[[ EXTRACTED INFORMATION open ]]

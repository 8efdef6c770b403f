use crate::domain::a003_sale::ui::assigned_items::AssignedItemsCard;
use crate::domain::a004_voucher::api;
use crate::shared::components::{ConfirmDialog, ErrorBanner, PageHeader};
use crate::shared::document::set_title;
use crate::shared::icons::icon;
use crate::shared::loader::Loader;
use crate::shared::mutation::MutationRunner;
use crate::shared::url_state::{use_query_state, use_route_id, RouterNavigator};
use contracts::domain::a003_sale::dto::{
    format_discount_value, AssignedItemRow, DiscountDetailsVariables,
};
use contracts::domain::a003_sale::urls::DiscountPageTab;
use contracts::domain::a004_voucher::dto::{VoucherDetails, VoucherDetailsData};
use contracts::domain::a004_voucher::urls::{
    voucher_list_url, voucher_url, VoucherDialog, VoucherParams,
};
use contracts::shared::date::{format_date, format_optional_date};
use contracts::shared::list_view::{PageControls, PageInfo};
use contracts::shared::money::format_money;
use leptos::prelude::*;
use thaw::*;

fn usage_limit_label(limit: Option<u32>) -> String {
    limit
        .map(|l| l.to_string())
        .unwrap_or_else(|| "Unlimited".to_string())
}

/// `/discounts/vouchers/:id`
#[component]
pub fn VoucherDetailsPage() -> impl IntoView {
    let navigator = RouterNavigator::new();
    let id = use_route_id();
    let params = use_query_state::<VoucherParams>();
    let loader = Loader::<VoucherDetailsData>::new();
    let mutations = MutationRunner::new();

    let variables = Memo::new(move |_| {
        let id = id.get()?;
        Some(params.with(|p| DiscountDetailsVariables::new(&id, &p.pagination)))
    });
    Effect::new(move |_| {
        if let Some(variables) = variables.get() {
            loader.load(api::fetch_voucher(variables));
        }
    });

    let voucher = Signal::derive(move || -> Option<VoucherDetails> {
        loader
            .data
            .with(|data| data.as_ref().and_then(|d| d.voucher.clone()))
    });
    let currency = Signal::derive(move || {
        loader.data.with(|data| {
            data.as_ref()
                .and_then(|d| d.shop.as_ref())
                .map(|s| s.default_currency.clone())
        })
    });
    let title = Signal::derive(move || {
        voucher
            .with(|v| v.as_ref().map(|v| v.code.clone()))
            .unwrap_or_default()
    });
    let active_tab = Signal::derive(move || params.with(|p| p.active_tab.unwrap_or_default()));
    let tab_data = Signal::derive(move || -> Option<(Vec<AssignedItemRow>, Option<PageInfo>)> {
        let tab = active_tab.get();
        voucher.with(|v| v.as_ref().map(|v| v.catalogue.tab_rows(tab)))
    });

    Effect::new(move |_| {
        let title = title.get();
        if !title.is_empty() {
            set_title(&title);
        }
    });

    let apply = move |next: VoucherParams| {
        if let Some(id) = id.get_untracked() {
            navigator.go(&voucher_url(&id, Some(&next)));
        }
    };
    let page_info = move || tab_data.get_untracked().and_then(|(_, info)| info);

    let on_delete = move || {
        let Some(id) = id.get_untracked() else {
            return;
        };
        mutations.run(
            "Voucher deleted",
            async move { api::delete_voucher(id).await.map(|p| p.errors) },
            move || navigator.go(&voucher_list_url(None)),
        );
    };

    view! {
        <div class="page details-page">
            <PageHeader title=title back_href=voucher_list_url(None)>
                <Button
                    appearance=ButtonAppearance::Secondary
                    on_click=move |_| apply(params.get_untracked().with_dialog(VoucherDialog::Remove, None))
                    disabled=Signal::derive(move || voucher.with(|v| v.is_none()))
                >
                    {icon("delete")}
                    " Delete voucher"
                </Button>
            </PageHeader>

            <ErrorBanner error=loader.error />

            <Show when=move || loader.data.with(|d| d.as_ref().is_some_and(|d| d.voucher.is_none()))>
                <div class="alert alert--error">"Voucher not found"</div>
            </Show>

            <section class="card">
                <h3 class="card__title">"General information"</h3>
                {move || match voucher.get() {
                    Some(voucher) => {
                        let value = format_discount_value(
                            voucher.discount_value_type,
                            voucher.discount_value,
                            currency.get().as_deref(),
                        );
                        view! {
                            <dl class="details-list">
                                <dt>"Code"</dt>
                                <dd>{voucher.code.clone()}</dd>
                                <dt>"Value"</dt>
                                <dd>{value}</dd>
                                <dt>"Minimum order value"</dt>
                                <dd>{voucher.min_spent.as_ref().map(format_money).unwrap_or_else(|| "-".to_string())}</dd>
                                <dt>"Usage limit"</dt>
                                <dd>{usage_limit_label(voucher.usage_limit)}</dd>
                                <dt>"Countries"</dt>
                                <dd>{voucher.countries_label()}</dd>
                                <dt>"Start date"</dt>
                                <dd>{format_date(&voucher.start_date)}</dd>
                                <dt>"End date"</dt>
                                <dd>{format_optional_date(voucher.end_date.as_deref())}</dd>
                            </dl>
                        }
                        .into_any()
                    }
                    None => view! { <span class="skeleton skeleton--block"></span> }.into_any(),
                }}
            </section>

            <AssignedItemsCard
                active=active_tab
                rows=Signal::derive(move || tab_data.get().map(|(rows, _)| rows))
                controls=Signal::derive(move || {
                    let info = tab_data.with(|data| data.as_ref().and_then(|(_, info)| info.clone()));
                    PageControls::new(info.as_ref(), loader.loading.get())
                })
                page_size=Signal::derive(move || params.with(|p| p.pagination.page_size()))
                on_tab=Callback::new(move |tab: DiscountPageTab| apply(params.get_untracked().with_tab(tab)))
                on_previous=Callback::new(move |_| {
                    let current = params.get_untracked();
                    if let Some(pagination) = page_info().and_then(|info| current.pagination.previous_page(&info)) {
                        apply(VoucherParams { pagination, ..current });
                    }
                })
                on_next=Callback::new(move |_| {
                    let current = params.get_untracked();
                    if let Some(pagination) = page_info().and_then(|info| current.pagination.next_page(&info)) {
                        apply(VoucherParams { pagination, ..current });
                    }
                })
                on_page_size_change=Callback::new(move |rows| {
                    let mut next = params.get_untracked();
                    next.pagination.rows = Some(rows);
                    next.pagination.reset_cursors();
                    apply(next);
                })
            />

            <ConfirmDialog
                open=Signal::derive(move || {
                    params.with(|p| p.dialog.as_ref().is_some_and(|d| d.kind == VoucherDialog::Remove))
                })
                title="Delete voucher"
                message=Signal::derive(move || format!("Are you sure you want to delete voucher {}?", title.get()))
                confirm_label="Delete"
                busy=mutations.busy
                on_confirm=Callback::new(move |_| on_delete())
                on_close=Callback::new(move |_| apply(params.get_untracked().without_dialog()))
            />
        </div>
    }
}

#[cfg(test)]
mod tests {
    use super::*;

    #[test]
    fn test_usage_limit_label() {
        assert_eq!(usage_limit_label(Some(100)), "100");
        assert_eq!(usage_limit_label(None), "Unlimited");
    }
}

[[ EXTRACTED INFORMATION closed ]]

*TASK BRIEF*
Everything from the line containing "busy=mutations.busy" down to the last line of the entries is to be returned exactly, both ends included, and nothing beyond it.

*OUTPUT*
                busy=mutations.busy
                on_confirm=Callback::new(move |_| on_delete())
                on_close=Callback::new(move |_| apply(params.get_untracked().without_dialog()))
            />
        </div>
    }
}

#[cfg(test)]
mod tests {
    use super::*;

    #[test]
    fn test_usage_limit_label() {
        assert_eq!(usage_limit_label(Some(100)), "100");
        assert_eq!(usage_limit_label(None), "Unlimited");
    }
}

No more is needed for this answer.